**Work instruction:** Please copy the leading lines of the entries below exactly, concluding with the line in which "use aurora_engine::params::PipelineParameters;" occurs.
Given data Start Marker
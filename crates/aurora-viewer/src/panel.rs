//! Keyboard parameter panel.
//!
//! Stands in for an on-screen UI: key presses edit the pipeline parameters
//! and the selected light, and a status line is logged periodically.
//!
//! | keys          | effect                              |
//! |---------------|-------------------------------------|
//! | Z / X         | gamma down / up                     |
//! | C / V         | exposure down / up                  |
//! | B / N         | ambient down / up                   |
//! | F             | toggle FXAA                         |
//! | PageDown / Up | blur iterations down / up           |
//! | 1..8          | select light                        |
//! | Up / Down     | selected light intensity            |
//! | Right / Left  | selected light range                |
//! | J / K / L     | selected light red / green / blue (Shift lowers) |
//! | U / I / O     | selected light x / y / z (Shift lowers) |
//! | G             | specular color (Shift lowers)       |

use aurora_engine::input::{InputFrame, InputState, Key};
use aurora_engine::lights::{LightSet, MAX_LIGHTS};
use aurora_engine::params::PipelineParameters;
use glam::Vec3;

const GAMMA_STEP: f32 = 0.1;
const EXPOSURE_STEP: f32 = 0.1;
const AMBIENT_STEP: f32 = 0.005;
const INTENSITY_STEP: f32 = 0.25;
const RANGE_STEP: f32 = 0.5;
const COLOR_STEP: f32 = 0.1;
const POSITION_STEP: f32 = 0.25;
/// Light positions stay inside this cube.
const POSITION_LIMIT: f32 = 20.0;
const SPECULAR_STEP: f32 = 0.1;
const SPECULAR_MAX: f32 = 2.0;
const STATUS_INTERVAL: f32 = 2.0;

#[derive(Debug, Default)]
pub struct ParameterPanel {
    selected: usize,
    frames: u32,
    elapsed: f32,
}

impl ParameterPanel {
    pub fn selected(&self) -> usize {
        self.selected
    }

    /// Applies this frame's key presses. Returns whether anything changed.
    pub fn apply(
        &mut self,
        input: &InputState,
        frame: &InputFrame,
        params: &mut PipelineParameters,
        lights: &mut LightSet,
    ) -> bool {
        let lower = input.modifiers.shift || input.key_down(Key::Shift);
        let mut changed = false;

        for key in &frame.keys_pressed {
            if let Some(index) = key.digit_index().filter(|i| *i < MAX_LIGHTS) {
                self.selected = index;
                log::info!("selected light {}", index + 1);
                continue;
            }

            changed |= match key {
                Key::Z => step(&mut params.gamma, -GAMMA_STEP),
                Key::X => step(&mut params.gamma, GAMMA_STEP),
                Key::C => step(&mut params.exposure, -EXPOSURE_STEP),
                Key::V => step(&mut params.exposure, EXPOSURE_STEP),
                Key::B => {
                    params.ambient_color = (params.ambient_color - AMBIENT_STEP).max(Vec3::ZERO);
                    true
                }
                Key::N => {
                    params.ambient_color += AMBIENT_STEP;
                    true
                }
                Key::F => {
                    params.antialias_enabled = !params.antialias_enabled;
                    true
                }
                Key::G => {
                    let delta = if lower { -SPECULAR_STEP } else { SPECULAR_STEP };
                    params.specular_color =
                        (params.specular_color + delta).clamp(Vec3::ZERO, Vec3::splat(SPECULAR_MAX));
                    true
                }
                Key::PageUp => {
                    params.blur_pass_count += 1;
                    true
                }
                Key::PageDown => {
                    params.blur_pass_count = params.blur_pass_count.saturating_sub(1);
                    true
                }
                _ => self.edit_light(*key, lower, lights),
            };
        }
        changed
    }

    fn edit_light(&self, key: Key, lower: bool, lights: &mut LightSet) -> bool {
        let Some(light) = lights.get_mut(self.selected) else {
            return false;
        };
        let color_step = if lower { -COLOR_STEP } else { COLOR_STEP };
        let position_step = if lower { -POSITION_STEP } else { POSITION_STEP };
        let axis = match key {
            Key::U => Some(0),
            Key::I => Some(1),
            Key::O => Some(2),
            _ => None,
        };
        if let Some(axis) = axis {
            let moved = light.position[axis] + position_step;
            light.position[axis] = moved.clamp(-POSITION_LIMIT, POSITION_LIMIT);
            return true;
        }

        match key {
            Key::ArrowUp => light.intensity += INTENSITY_STEP,
            Key::ArrowDown => light.intensity = (light.intensity - INTENSITY_STEP).max(0.0),
            Key::ArrowRight => light.range += RANGE_STEP,
            Key::ArrowLeft => light.range = (light.range - RANGE_STEP).max(RANGE_STEP),
            Key::J => light.color.x = (light.color.x + color_step).max(0.0),
            Key::K => light.color.y = (light.color.y + color_step).max(0.0),
            Key::L => light.color.z = (light.color.z + color_step).max(0.0),
            _ => return false,
        }
        true
    }

    /// Counts a frame; returns a status line every few seconds.
    pub fn tick(
        &mut self,
        dt: f32,
        params: &PipelineParameters,
        lights: &LightSet,
    ) -> Option<String> {
        self.frames += 1;
        self.elapsed += dt;
        if self.elapsed < STATUS_INTERVAL {
            return None;
        }

        let fps = self.frames as f32 / self.elapsed;
        self.frames = 0;
        self.elapsed = 0.0;

        let light = lights.get(self.selected)?;
        Some(format!(
            "{fps:.1} fps | gamma {:.2} exposure {:.2} ambient {:.3} specular {:.2} fxaa {} blur {} | light {} at ({:.2}, {:.2}, {:.2}) rgb ({:.2}, {:.2}, {:.2}) x{:.2} range {:.1}",
            params.gamma,
            params.exposure,
            params.ambient_color.x,
            params.specular_color.x,
            if params.antialias_enabled { "on" } else { "off" },
            params.blur_pass_count,
            self.selected + 1,
            light.position.x,
            light.position.y,
            light.position.z,
            light.color.x,
            light.color.y,
            light.color.z,
            light.intensity,
            light.range,
        ))
    }
}

/// Adds `delta` unvalidated; a non-positive result is allowed.
fn step(value: &mut f32, delta: f32) -> bool {
    *value += delta;
    true
}

#[cfg(test)]
mod tests {
    use super::*;

    fn press(keys: &[Key]) -> InputFrame {
        let mut frame = InputFrame::default();
        frame.keys_pressed.extend(keys.iter().copied());
        frame
    }

    #[test]
    fn parameter_keys() {
        let mut panel = ParameterPanel::default();
        let mut params = PipelineParameters::default();
        let mut lights = LightSet::default();

        let changed = panel.apply(
            &InputState::default(),
            &press(&[Key::X, Key::C, Key::F, Key::PageDown]),
            &mut params,
            &mut lights,
        );
        assert!(changed);
        assert!((params.gamma - 2.3).abs() < 1e-5);
        assert!((params.exposure - 0.9).abs() < 1e-5);
        assert!(!params.antialias_enabled);
        assert_eq!(params.blur_pass_count, 9);
    }

    #[test]
    fn exposure_may_go_non_positive() {
        let mut panel = ParameterPanel::default();
        let mut params = PipelineParameters {
            exposure: 0.05,
            ..PipelineParameters::default()
        };
        let mut lights = LightSet::default();
        panel.apply(&InputState::default(), &press(&[Key::C]), &mut params, &mut lights);
        assert!(params.exposure < 0.0);
    }

    #[test]
    fn digit_selects_then_arrows_edit_that_light() {
        let mut panel = ParameterPanel::default();
        let mut params = PipelineParameters::default();
        let mut lights = LightSet::default();
        let input = InputState::default();

        panel.apply(&input, &press(&[Key::Digit(3)]), &mut params, &mut lights);
        assert_eq!(panel.selected(), 2);

        panel.apply(&input, &press(&[Key::ArrowUp, Key::ArrowRight]), &mut params, &mut lights);
        let light = lights.get(2).unwrap();
        assert_eq!(light.intensity, 1.25);
        assert_eq!(light.range, 4.5);
        assert_eq!(lights.get(0).unwrap().intensity, 1.0);
    }

    #[test]
    fn digit_nine_is_out_of_range() {
        let mut panel = ParameterPanel::default();
        panel.apply(
            &InputState::default(),
            &press(&[Key::Digit(9)]),
            &mut PipelineParameters::default(),
            &mut LightSet::default(),
        );
        assert_eq!(panel.selected(), 0);
    }

    #[test]
    fn shift_lowers_color() {
        let mut panel = ParameterPanel::default();
        let mut lights = LightSet::default();
        let mut input = InputState::default();
        input.modifiers.shift = true;
        panel.apply(&input, &press(&[Key::J]), &mut PipelineParameters::default(), &mut lights);
        assert!((lights.get(0).unwrap().color.x - 0.9).abs() < 1e-6);
    }

    #[test]
    fn position_keys_move_the_selected_light_within_limits() {
        let mut panel = ParameterPanel::default();
        let mut params = PipelineParameters::default();
        let mut lights = LightSet::default();
        let input = InputState::default();

        panel.apply(&input, &press(&[Key::Digit(2)]), &mut params, &mut lights);
        panel.apply(&input, &press(&[Key::U, Key::I]), &mut params, &mut lights);
        panel.apply(&input, &press(&[Key::I]), &mut params, &mut lights);
        let light = lights.get(1).unwrap();
        assert!((light.position.x - 4.55).abs() < 1e-5);
        assert!((light.position.y - 2.2).abs() < 1e-5);
        assert_eq!(light.position.z, 0.0);
        assert_eq!(lights.get(0).unwrap().position.x, 8.3);

        let mut lowered = InputState::default();
        lowered.modifiers.shift = true;
        for _ in 0..100 {
            panel.apply(&lowered, &press(&[Key::O]), &mut params, &mut lights);
        }
        assert_eq!(lights.get(1).unwrap().position.z, -POSITION_LIMIT);

        for _ in 0..100 {
            panel.apply(&input, &press(&[Key::U]), &mut params, &mut lights);
        }
        assert_eq!(lights.get(1).unwrap().position.x, POSITION_LIMIT);
    }

    #[test]
    fn specular_steps_and_clamps() {
        let mut panel = ParameterPanel::default();
        let mut params = PipelineParameters::default();
        let mut lights = LightSet::default();
        let mut lowered = InputState::default();
        lowered.modifiers.shift = true;

        assert!(panel.apply(&lowered, &press(&[Key::G]), &mut params, &mut lights));
        assert!(params.specular_color.abs_diff_eq(Vec3::splat(0.9), 1e-6));

        for _ in 0..30 {
            panel.apply(&lowered, &press(&[Key::G]), &mut params, &mut lights);
        }
        assert_eq!(params.specular_color, Vec3::ZERO);

        for _ in 0..30 {
            panel.apply(&InputState::default(), &press(&[Key::G]), &mut params, &mut lights);
        }
        assert_eq!(params.specular_color, Vec3::splat(SPECULAR_MAX));
    }

    #[test]
    fn status_line_every_interval() {
        let mut panel = ParameterPanel::default();
        let params = PipelineParameters::default();
        let lights = LightSet::default();
        assert!(panel.tick(1.0, &params, &lights).is_none());
        let line = panel.tick(1.0, &params, &lights).unwrap();
        assert!(line.starts_with("1.0 fps"), "{line}");
        assert!(panel.tick(0.5, &params, &lights).is_none());
    }
}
Given data End Marker
**Finished exercise:**
filename crates/aurora-viewer/src/panel.rs
//! Keyboard parameter panel.
//!
//! Stands in for an on-screen UI: key presses edit the pipeline parameters
//! and the selected light, and a status line is logged periodically.
//!
//! | keys          | effect                              |
//! |---------------|-------------------------------------|
//! | Z / X         | gamma down / up                     |
//! | C / V         | exposure down / up                  |
//! | B / N         | ambient down / up                   |
//! | F             | toggle FXAA                         |
//! | PageDown / Up | blur iterations down / up           |
//! | 1..8          | select light                        |
//! | Up / Down     | selected light intensity            |
//! | Right / Left  | selected light range                |
//! | J / K / L     | selected light red / green / blue (Shift lowers) |
//! | U / I / O     | selected light x / y / z (Shift lowers) |
//! | G             | specular color (Shift lowers)       |

use aurora_engine::input::{InputFrame, InputState, Key};
use aurora_engine::lights::{LightSet, MAX_LIGHTS};
use aurora_engine::params::PipelineParameters;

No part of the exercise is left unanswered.